WHAT IS REQUIRED -> Could you reproduce the lines below from the one with "#[derive(Debug, Clone)]" through the one with "let to = to.clamp(from, 100.0);"? Keep both ends and add nothing.

***

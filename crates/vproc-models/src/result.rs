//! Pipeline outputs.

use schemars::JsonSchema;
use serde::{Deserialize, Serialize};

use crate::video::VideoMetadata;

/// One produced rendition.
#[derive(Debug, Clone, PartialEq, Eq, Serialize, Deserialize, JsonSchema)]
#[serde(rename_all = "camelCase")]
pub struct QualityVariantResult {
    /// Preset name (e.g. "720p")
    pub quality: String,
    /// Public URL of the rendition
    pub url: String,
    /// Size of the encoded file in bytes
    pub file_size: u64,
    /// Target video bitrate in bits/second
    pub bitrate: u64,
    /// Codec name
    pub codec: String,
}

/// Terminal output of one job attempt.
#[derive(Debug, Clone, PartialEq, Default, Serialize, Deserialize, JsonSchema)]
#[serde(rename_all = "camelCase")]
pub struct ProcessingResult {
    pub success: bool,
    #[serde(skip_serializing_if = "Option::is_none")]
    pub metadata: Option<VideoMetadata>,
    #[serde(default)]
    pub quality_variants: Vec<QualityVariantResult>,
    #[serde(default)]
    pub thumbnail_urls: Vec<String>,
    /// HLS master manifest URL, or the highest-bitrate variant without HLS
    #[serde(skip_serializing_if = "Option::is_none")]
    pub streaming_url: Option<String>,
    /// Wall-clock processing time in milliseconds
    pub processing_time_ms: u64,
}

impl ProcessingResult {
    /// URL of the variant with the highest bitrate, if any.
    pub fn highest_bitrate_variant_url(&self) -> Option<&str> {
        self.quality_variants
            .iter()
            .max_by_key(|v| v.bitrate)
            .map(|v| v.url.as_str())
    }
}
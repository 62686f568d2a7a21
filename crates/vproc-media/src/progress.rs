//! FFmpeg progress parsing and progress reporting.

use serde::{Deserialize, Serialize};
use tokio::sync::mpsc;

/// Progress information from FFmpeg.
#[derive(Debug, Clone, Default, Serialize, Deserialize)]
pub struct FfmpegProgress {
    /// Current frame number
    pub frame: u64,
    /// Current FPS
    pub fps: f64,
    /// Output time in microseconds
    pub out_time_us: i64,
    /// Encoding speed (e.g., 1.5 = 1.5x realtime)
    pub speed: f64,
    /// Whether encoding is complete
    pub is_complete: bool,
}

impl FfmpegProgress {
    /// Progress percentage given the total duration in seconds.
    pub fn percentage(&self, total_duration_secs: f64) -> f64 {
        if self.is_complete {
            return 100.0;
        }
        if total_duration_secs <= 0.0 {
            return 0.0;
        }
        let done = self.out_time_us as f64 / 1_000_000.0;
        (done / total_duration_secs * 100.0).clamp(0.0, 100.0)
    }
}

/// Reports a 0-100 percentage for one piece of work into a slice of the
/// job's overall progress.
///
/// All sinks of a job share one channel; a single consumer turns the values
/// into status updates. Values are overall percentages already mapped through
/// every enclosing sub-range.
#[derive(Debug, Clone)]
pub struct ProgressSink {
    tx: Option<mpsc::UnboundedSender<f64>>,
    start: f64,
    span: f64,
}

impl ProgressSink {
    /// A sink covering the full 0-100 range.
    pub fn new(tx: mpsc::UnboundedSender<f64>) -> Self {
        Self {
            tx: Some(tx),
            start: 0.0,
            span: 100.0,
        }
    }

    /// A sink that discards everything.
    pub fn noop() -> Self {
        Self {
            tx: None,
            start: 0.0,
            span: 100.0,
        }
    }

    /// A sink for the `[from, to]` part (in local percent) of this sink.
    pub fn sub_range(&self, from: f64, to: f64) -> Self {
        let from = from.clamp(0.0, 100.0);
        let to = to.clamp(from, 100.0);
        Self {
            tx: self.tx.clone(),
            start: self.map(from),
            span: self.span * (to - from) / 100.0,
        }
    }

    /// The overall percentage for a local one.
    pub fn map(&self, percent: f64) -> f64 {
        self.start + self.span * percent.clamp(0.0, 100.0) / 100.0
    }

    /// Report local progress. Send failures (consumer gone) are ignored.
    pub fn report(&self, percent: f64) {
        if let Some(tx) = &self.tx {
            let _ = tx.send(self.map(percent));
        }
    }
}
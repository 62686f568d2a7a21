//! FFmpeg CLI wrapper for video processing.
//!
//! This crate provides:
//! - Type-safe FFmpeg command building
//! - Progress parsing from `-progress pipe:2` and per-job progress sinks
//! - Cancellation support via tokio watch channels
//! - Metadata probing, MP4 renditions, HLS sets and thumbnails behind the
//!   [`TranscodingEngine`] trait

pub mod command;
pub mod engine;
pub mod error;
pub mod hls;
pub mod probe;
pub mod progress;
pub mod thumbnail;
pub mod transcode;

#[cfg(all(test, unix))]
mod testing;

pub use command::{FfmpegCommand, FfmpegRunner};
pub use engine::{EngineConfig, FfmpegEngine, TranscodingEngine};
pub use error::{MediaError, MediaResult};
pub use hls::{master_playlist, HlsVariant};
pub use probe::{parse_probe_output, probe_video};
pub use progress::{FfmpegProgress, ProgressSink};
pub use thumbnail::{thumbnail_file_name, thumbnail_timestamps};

***

RESPONSE TO THE TASK ->
#[derive(Debug, Clone)]
pub struct ProgressSink {
    tx: Option<mpsc::UnboundedSender<f64>>,
    start: f64,
    span: f64,
}

impl ProgressSink {
    /// A sink covering the full 0-100 range.
    pub fn new(tx: mpsc::UnboundedSender<f64>) -> Self {
        Self {
            tx: Some(tx),
            start: 0.0,
            span: 100.0,
        }
    }

    /// A sink that discards everything.
    pub fn noop() -> Self {
        Self {
            tx: None,
            start: 0.0,
            span: 100.0,
        }
    }

    /// A sink for the `[from, to]` part (in local percent) of this sink.
    pub fn sub_range(&self, from: f64, to: f64) -> Self {
        let from = from.clamp(0.0, 100.0);
        let to = to.clamp(from, 100.0);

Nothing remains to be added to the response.